Four years ago, I wrote an op-ed piece calling on the faith community to join the effort of promoting regional vitality in Northeast Ohio. ... I suggested that we needed a new conversation about the place we call home -- a conversation that acknowledged the past and present problems without blame or shame''. I got a lot of pats on the back for that article: "Good idea." "Well said." "Don't give up." I also heard from some naysayers: "We've tried that before." "Good luck getting the faith community to work together on anything." "It can't happen in Cleveland."
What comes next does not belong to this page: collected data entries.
//! Font stylesheet resolution
//!
//! Fetches font stylesheets, follows their `@import url(...)` references and
//! returns plain CSS with the imports removed, imported CSS first. Every URL
//! is fetched at most once per call.

use std::collections::HashSet;
use std::sync::{Arc, LazyLock, Mutex};

use futures::future::{BoxFuture, FutureExt};
use futures::stream::{self, StreamExt};
use regex::Regex;
use url::Url;

use crate::{FetchOptions, Fetcher};

static IMPORT_URL: LazyLock<Regex> = LazyLock::new(|| {
    Regex::new(r#"(?i)@import\s+url\s*\(\s*["']?([^"')]+)["']?\s*\)\s*;?"#).unwrap()
});
static IMPORT_RULE: LazyLock<Regex> = LazyLock::new(|| Regex::new(r"(?i)@import\s+[^;]+;?\s*").unwrap());

/// URLs referenced by `@import url(...)`
pub fn extract_import_urls(css: &str) -> Vec<String> {
    IMPORT_URL
        .captures_iter(css)
        .map(|caps| caps[1].trim().to_string())
        .filter(|url| !url.is_empty())
        .collect()
}

pub fn strip_imports(css: &str) -> String {
    IMPORT_RULE.replace_all(css, "").trim().to_string()
}

/// Resolve `urls` into one stylesheet. Unreachable URLs contribute nothing.
pub async fn fetch_font_css(fetcher: Arc<dyn Fetcher>, urls: &[String], options: &FetchOptions) -> String {
    if urls.is_empty() {
        return String::new();
    }

    let resolver = Arc::new(Resolver {
        fetcher,
        options: options.clone(),
        seen: Mutex::new(HashSet::new()),
    });

    let parts: Vec<String> = stream::iter(urls.to_vec())
        .map(|url| resolver.clone().resolve(url))
        .buffered(options.concurrency.max(1))
        .collect()
        .await;

    let css = join_non_empty(parts);
    tracing::debug!("Resolved {} font stylesheets into {} bytes", urls.len(), css.len());
    css
}

struct Resolver {
    fetcher: Arc<dyn Fetcher>,
    options: FetchOptions,
    seen: Mutex<HashSet<String>>,
}

impl Resolver {
    /// False when `url` was already claimed by another branch
    fn claim(&self, url: &str) -> bool {
        let mut seen = self.seen.lock().unwrap_or_else(|poisoned| poisoned.into_inner());
        seen.insert(url.to_string())
    }

    fn resolve(self: Arc<Self>, url: String) -> BoxFuture<'static, String> {
        async move {
            if !self.claim(&url) {
                return String::new();
            }

            let Some(text) = self.fetch_text(&url).await else {
                return String::new();
            };

            let imports: Vec<String> = extract_import_urls(&text)
                .into_iter()
                .filter_map(|import| absolute(&url, &import))
                .collect();
            let own = strip_imports(&text);
            if imports.is_empty() {
                return own;
            }

            let mut parts: Vec<String> = stream::iter(imports)
                .map(|import| self.clone().resolve(import))
                .buffered(self.options.concurrency.max(1))
                .collect()
                .await;
            parts.push(own);
            join_non_empty(parts)
        }
        .boxed()
    }

    async fn fetch_text(&self, url: &str) -> Option<String> {
        let fetcher = self.fetcher.clone();
        let timeout = self.options.timeout;
        let target = url.to_string();

        match smol::unblock(move || fetcher.get(&target, timeout)).await {
            Ok(response) if response.status == 200 => Some(String::from_utf8_lossy(&response.body).into_owned()),
            Ok(response) => {
                tracing::debug!("Font stylesheet {} answered {}", url, response.status);
                None
            }
            Err(e) => {
                tracing::warn!("Font stylesheet {} failed: {}", url, e);
                None
            }
        }
    }
}

fn absolute(base: &str, reference: &str) -> Option<String> {
    match Url::parse(reference) {
        Ok(url) => Some(url.to_string()),
        Err(_) => Url::parse(base).ok()?.join(reference).ok().map(|url| url.to_string()),
    }
}

fn join_non_empty(parts: Vec<String>) -> String {
    parts
        .into_iter()
        .filter(|part| !part.is_empty())
        .collect::<Vec<_>>()
        .join("\n")
}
But a few of my colleagues took seriously my call to action, and the Industrial Areas Foundation, the nation's oldest faith-based community organizing network, took note. It sent an organizer to begin a series of individual conversations with faith leaders in Greater Cleveland to explore the possibility of building a nonpartisan coalition of faith communities and partner organizations in Cuyahoga County to work together and build power for social justice. In June 2011, we launched Greater Cleveland Congregations with an assembly of more than 2,000 people from 40 congregations across Cuyahoga County.
There was a palpable feeling that we could make a substantial difference in the future of the region. I'll never forget Cuyahoga County Executive Ed FitzGerald telling the crowd, "I've gone to a lot of meetings . . . and there are very few meetings that I've been to where I felt the future of Greater Cleveland might change because of what happened there. This was one."
In the past 12 months, we have seen the power of what can be accomplished when Northeast Ohioans come together across the lines that have traditionally divided us, and commit to solving our most pressing problems.